── MATERIAL SHOWN ──
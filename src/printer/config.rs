//! # Printer Configuration
//!
//! Hardware specifications for the supported thermal label printer and the
//! label geometry derived from them.
//!
//! ## Supported Printers
//!
//! | Model | Resolution | Media width | Gap |
//! |-------|------------|-------------|-----|
//! | Xprinter XP-365B | 203 DPI | 20–82mm | 2mm |
//!
//! ## Usage
//!
//! ```
//! use seatlabel::printer::{LabelSpec, PrinterConfig};
//!
//! let config = PrinterConfig::XP365B;
//! let spec = LabelSpec::new(60.0, 40.0, config.dpi)?;
//! assert_eq!((spec.width_px(), spec.height_px()), (480, 320));
//! # Ok::<(), seatlabel::LabelError>(())
//! ```

use crate::error::LabelError;

/// Millimeters per inch.
pub const MM_PER_INCH: f32 = 25.4;

/// Longest label side accepted, in millimeters.
pub const MAX_LABEL_MM: f32 = 300.0;

/// Convert millimeters to whole pixels at the given DPI.
///
/// Truncates toward zero: `floor(mm / 25.4 * dpi)`. Callers pass `mm >= 0`.
///
/// ```
/// use seatlabel::printer::mm_to_pixels;
///
/// assert_eq!(mm_to_pixels(25.4, 203), 203);
/// assert_eq!(mm_to_pixels(60.0, 203), 479);
/// ```
#[inline]
pub fn mm_to_pixels(mm: f32, dpi: u16) -> u32 {
    (mm / MM_PER_INCH * dpi as f32) as u32
}

/// Signed variant of [`mm_to_pixels`] for user offsets, which may be negative.
#[inline]
pub fn mm_to_offset(mm: f32, dpi: u16) -> i32 {
    (mm / MM_PER_INCH * dpi as f32) as i32
}

/// # Printer Configuration
///
/// Defines the hardware characteristics of a thermal label printer.
///
/// ```text
/// dots_per_mm = dpi / 25.4
///
/// For XP-365B:
///   dots_per_mm = 203 / 25.4 ≈ 8
///   60mm label = 480 dots
/// ```
#[derive(Debug, Clone, Copy)]
pub struct PrinterConfig {
    /// Printer model name, as the spooler usually reports it
    pub name: &'static str,

    /// Resolution in dots per inch
    pub dpi: u16,

    /// Gap between labels in millimeters (GAP command)
    pub gap_mm: f32,

    /// Narrowest media the printer accepts, in millimeters
    pub min_width_mm: f32,

    /// Widest media the printer accepts, in millimeters
    pub max_width_mm: f32,
}

impl PrinterConfig {
    /// # Xprinter XP-365B Configuration
    ///
    /// Direct thermal label printer, gap/black-mark sensing, speaks TSPL.
    pub const XP365B: Self = Self {
        name: "Xprinter XP-365B",
        dpi: 203,
        gap_mm: 2.0,
        min_width_mm: 20.0,
        max_width_mm: 82.0,
    };

    /// Calculate dots per millimeter
    #[inline]
    pub fn dots_per_mm(&self) -> f32 {
        self.dpi as f32 / MM_PER_INCH
    }

    /// Convert millimeters to dots (rounded)
    #[inline]
    pub fn mm_to_dots(&self, mm: f32) -> u32 {
        (mm * self.dots_per_mm()).round() as u32
    }

    /// Convert dots to millimeters
    #[inline]
    pub fn dots_to_mm(&self, dots: u32) -> f32 {
        dots as f32 / self.dots_per_mm()
    }
}

impl Default for PrinterConfig {
    fn default() -> Self {
        Self::XP365B
    }
}

// ============================================================================
// LABEL SPEC
// ============================================================================

/// Physical label geometry.
///
/// Immutable once built. The DPI is the printer's native resolution so that
/// one rendered pixel is one printed dot and bar widths survive printing.
#[derive(Debug, Clone, Copy, PartialEq)]
pub struct LabelSpec {
    width_mm: f32,
    height_mm: f32,
    dpi: u16,
}

impl LabelSpec {
    /// Build a spec. Each side must lie in `(0, MAX_LABEL_MM]`.
    pub fn new(width_mm: f32, height_mm: f32, dpi: u16) -> Result<Self, LabelError> {
        let valid = |mm: f32| mm > 0.0 && mm <= MAX_LABEL_MM;
        if !(valid(width_mm) && valid(height_mm)) {
            return Err(LabelError::Config(format!(
                "Label dimensions must be between 0 and {}mm, got {}x{}mm",
                MAX_LABEL_MM, width_mm, height_mm
            )));
        }
        if dpi == 0 {
            return Err(LabelError::Config("DPI must be positive".to_string()));
        }
        Ok(Self {
            width_mm,
            height_mm,
            dpi,
        })
    }

    /// Spec at the native resolution of the given printer.
    pub fn for_printer(
        width_mm: f32,
        height_mm: f32,
        printer: &PrinterConfig,
    ) -> Result<Self, LabelError> {
        Self::new(width_mm, height_mm, printer.dpi)
    }

    pub fn width_mm(&self) -> f32 {
        self.width_mm
    }

    pub fn height_mm(&self) -> f32 {
        self.height_mm
    }

    pub fn dpi(&self) -> u16 {
        self.dpi
    }

    /// Canvas width in pixels: `round(width_mm / 25.4 * dpi)`.
    pub fn width_px(&self) -> u32 {
        Self::round_px(self.width_mm, self.dpi)
    }

    /// Canvas height in pixels: `round(height_mm / 25.4 * dpi)`.
    pub fn height_px(&self) -> u32 {
        Self::round_px(self.height_mm, self.dpi)
    }

    /// Portrait labels are taller than wide.
    pub fn is_portrait(&self) -> bool {
        self.width_px() < self.height_px()
    }

    fn round_px(mm: f32, dpi: u16) -> u32 {
        ((mm / MM_PER_INCH * dpi as f32).round() as u32).max(1)
    }
}

// ============================================================================
// TESTS
// ============================================================================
───
- [WHAT YOU ARE ASKED TO DO]: List every line in the records above that contains the word "Copy".

- [RESPONSE BELOW]:
#[derive(Debug, Clone, Copy)]
#[derive(Debug, Clone, Copy, PartialEq)]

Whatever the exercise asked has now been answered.